According to growers keynote speakers and futurists, here are just a few of the types of organizations devoted to growing fruit, produce, etc.:

  • Row crop growers – Grow staple commodity crops like corn, soybeans, wheat, cotton, rice, etc. in large outdoor fields. Most utilize industrial farming methods, say the field’s top growers keynote speakers.
  • Fruit and vegetable growers – Cultivate produce like berries, apples, greens, tomatoes, peppers, etc. May use greenhouses or open fields.
  • Tree and nut growers – Grow woody perennial crops like oranges, pecans, walnuts, cherries, avocados, grapes, etc.
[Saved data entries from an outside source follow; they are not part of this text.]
//! Equipment slots and the equip/unequip rules

use crate::character::Character;
use crate::data::GameData;
use crate::types::{EquipmentSlot, ItemType};
use serde::{Deserialize, Serialize};
use thiserror::Error;
use tracing::{info, warn};

/// Item ids held in each slot
#[derive(Debug, Clone, Default, PartialEq, Eq, Serialize, Deserialize)]
pub struct Equipment {
    #[serde(default)]
    pub weapon: Option<String>,
    #[serde(default)]
    pub armor: Option<String>,
    #[serde(default)]
    pub offhand: Option<String>,
    #[serde(default)]
    pub accessory_1: Option<String>,
    #[serde(default)]
    pub accessory_2: Option<String>,
    #[serde(default)]
    pub accessory_3: Option<String>,
}

impl Equipment {
    pub fn get(&self, slot: EquipmentSlot) -> Option<&str> {
        self.slot_ref(slot).as_deref()
    }

    fn slot_ref(&self, slot: EquipmentSlot) -> &Option<String> {
        match slot {
            EquipmentSlot::Weapon => &self.weapon,
            EquipmentSlot::Armor => &self.armor,
            EquipmentSlot::Offhand => &self.offhand,
            EquipmentSlot::Accessory1 => &self.accessory_1,
            EquipmentSlot::Accessory2 => &self.accessory_2,
            EquipmentSlot::Accessory3 => &self.accessory_3,
        }
    }

    fn slot_mut(&mut self, slot: EquipmentSlot) -> &mut Option<String> {
        match slot {
            EquipmentSlot::Weapon => &mut self.weapon,
            EquipmentSlot::Armor => &mut self.armor,
            EquipmentSlot::Offhand => &mut self.offhand,
            EquipmentSlot::Accessory1 => &mut self.accessory_1,
            EquipmentSlot::Accessory2 => &mut self.accessory_2,
            EquipmentSlot::Accessory3 => &mut self.accessory_3,
        }
    }

    /// Put an item in a slot, returning what was there
    pub fn set(&mut self, slot: EquipmentSlot, item_id: impl Into<String>) -> Option<String> {
        self.slot_mut(slot).replace(item_id.into())
    }

    pub fn clear(&mut self, slot: EquipmentSlot) -> Option<String> {
        self.slot_mut(slot).take()
    }

    /// Occupied slots in slot order
    pub fn iter(&self) -> impl Iterator<Item = (EquipmentSlot, &str)> + '_ {
        EquipmentSlot::all()
            .iter()
            .filter_map(move |slot| self.get(*slot).map(|id| (*slot, id)))
    }

    pub fn is_equipped(&self, item_id: &str) -> bool {
        self.iter().any(|(_, id)| id == item_id)
    }

    pub fn first_free_accessory(&self) -> Option<EquipmentSlot> {
        EquipmentSlot::accessories()
            .iter()
            .copied()
            .find(|slot| self.get(*slot).is_none())
    }
}

/// Why an equip attempt was refused
#[derive(Error, Debug, Clone, PartialEq, Eq)]
pub enum EquipError {
    #[error("unknown item '{0}'")]
    UnknownItem(String),
    #[error("'{0}' cannot be equipped")]
    NotEquippable(String),
    #[error("requires level {required} (current level {current})")]
    LevelTooLow { required: u32, current: u32 },
    #[error("only a {required} can use this item")]
    WrongClass { required: String },
    #[error("all accessory slots are full; choose one to replace")]
    AccessorySlotsFull,
    #[error("{0} is not an accessory slot")]
    NotAnAccessorySlot(EquipmentSlot),
}

/// An item removed from a slot while loading a save
#[derive(Debug, Clone, PartialEq, Eq)]
pub struct UnequipNotice {
    pub slot: EquipmentSlot,
    pub item_id: String,
    pub reason: String,
}

impl Character {
    /// Equip an item by id.
    ///
    /// Accessories take the first free accessory slot; when all three are
    /// full, `replace` must name the accessory slot to overwrite. Other types
    /// overwrite their own slot. The inventory is not touched.
    pub fn equip(
        &mut self,
        item_id: &str,
        data: &GameData,
        replace: Option<EquipmentSlot>,
    ) -> Result<EquipmentSlot, EquipError> {
        let item = data
            .item(item_id)
            .ok_or_else(|| EquipError::UnknownItem(item_id.to_string()))?;

        if !item.item_type.is_equippable() {
            return Err(EquipError::NotEquippable(item.name.clone()));
        }
        if let Some(required) = item.requirements.level {
            if self.level < required {
                return Err(EquipError::LevelTooLow {
                    required,
                    current: self.level,
                });
            }
        }
        if let Some(ref required) = item.requirements.class {
            if *required != self.class_id {
                return Err(EquipError::WrongClass {
                    required: required.clone(),
                });
            }
        }

        let slot = match item.item_type.fixed_slot() {
            Some(slot) => slot,
            None => match self.equipment.first_free_accessory() {
                Some(slot) => slot,
                None => match replace {
                    Some(slot) if slot.is_accessory() => slot,
                    Some(slot) => return Err(EquipError::NotAnAccessorySlot(slot)),
                    None => return Err(EquipError::AccessorySlotsFull),
                },
            },
        };

        let previous = self.equipment.set(slot, item_id);
        info!(slot = %slot, item = %item_id, previous = ?previous, "{} equips {}", self.name, item.name);
        self.recompute_stats(data);
        Ok(slot)
    }

    /// Clear a slot and return its previous occupant
    pub fn unequip(&mut self, slot: EquipmentSlot, data: &GameData) -> Option<String> {
        let previous = self.equipment.clear(slot);
        self.recompute_stats(data);
        previous
    }

    /// Drop every equipped item that no longer passes the equip rules.
    ///
    /// Used after loading a save: the item must still exist, fit its slot and
    /// meet level and class requirements. Stats are recomputed afterwards.
    pub fn validate_equipment(&mut self, data: &GameData) -> Vec<UnequipNotice> {
        let mut notices = Vec::new();

        for slot in EquipmentSlot::all().iter().copied() {
            let Some(item_id) = self.equipment.get(slot).map(str::to_string) else {
                continue;
            };

            let reason = match data.item(&item_id) {
                None => Some("item no longer exists".to_string()),
                Some(item) if item.item_type != slot.expected_item_type() => Some(format!(
                    "{} cannot go in the {} slot",
                    item_type_name(item.item_type),
                    slot
                )),
                Some(item) => item.requirement_violation(self.level, &self.class_id),
            };

            if let Some(reason) = reason {
                warn!(slot = %slot, item = %item_id, reason = %reason, "unequipping invalid item");
                self.equipment.clear(slot);
                notices.push(UnequipNotice {
                    slot,
                    item_id,
                    reason,
                });
            }
        }

        self.recompute_stats(data);
        notices
    }
}

fn item_type_name(item_type: ItemType) -> &'static str {
    match item_type {
        ItemType::Weapon => "a weapon",
        ItemType::Armor => "armor",
        ItemType::Accessory => "an accessory",
        ItemType::Offhand => "an offhand item",
        ItemType::Consumable => "a consumable",
        ItemType::Material => "a material",
    }
}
Usually specialty crops.
  • Nursery and greenhouse growers – Produce ornamental plants, flowers, shrubs, garden seedlings and other horticultural crops according to growers keynote speakers, often in climate-controlled structures.
  • Mushroom growers – Specialize in cultivating different mushroom varieties indoors on beds using composted materials.
  • Turf and sod growers – Grow grass seed, turfgrass, and sod for lawns, golf courses, sports fields, and landscaping applications.
  • Cannabis growers – Legally grow cannabis for medical use or recreational markets in controlled indoor or greenhouse environments.
  • Vertical farmers – Practice intensive hydroponic and aquaponic farming of produce and fish in indoor, multi-level stacked environments.
  • Urban growers – Utilize vacant lots, rooftops, containers and other small spaces to grow food in cities for local consumption using organic methods.
  • Regenerative growers – Employ conservation agriculture techniques focused on rebuilding soil health, sequestering carbon, and strengthening the entire ecosystem.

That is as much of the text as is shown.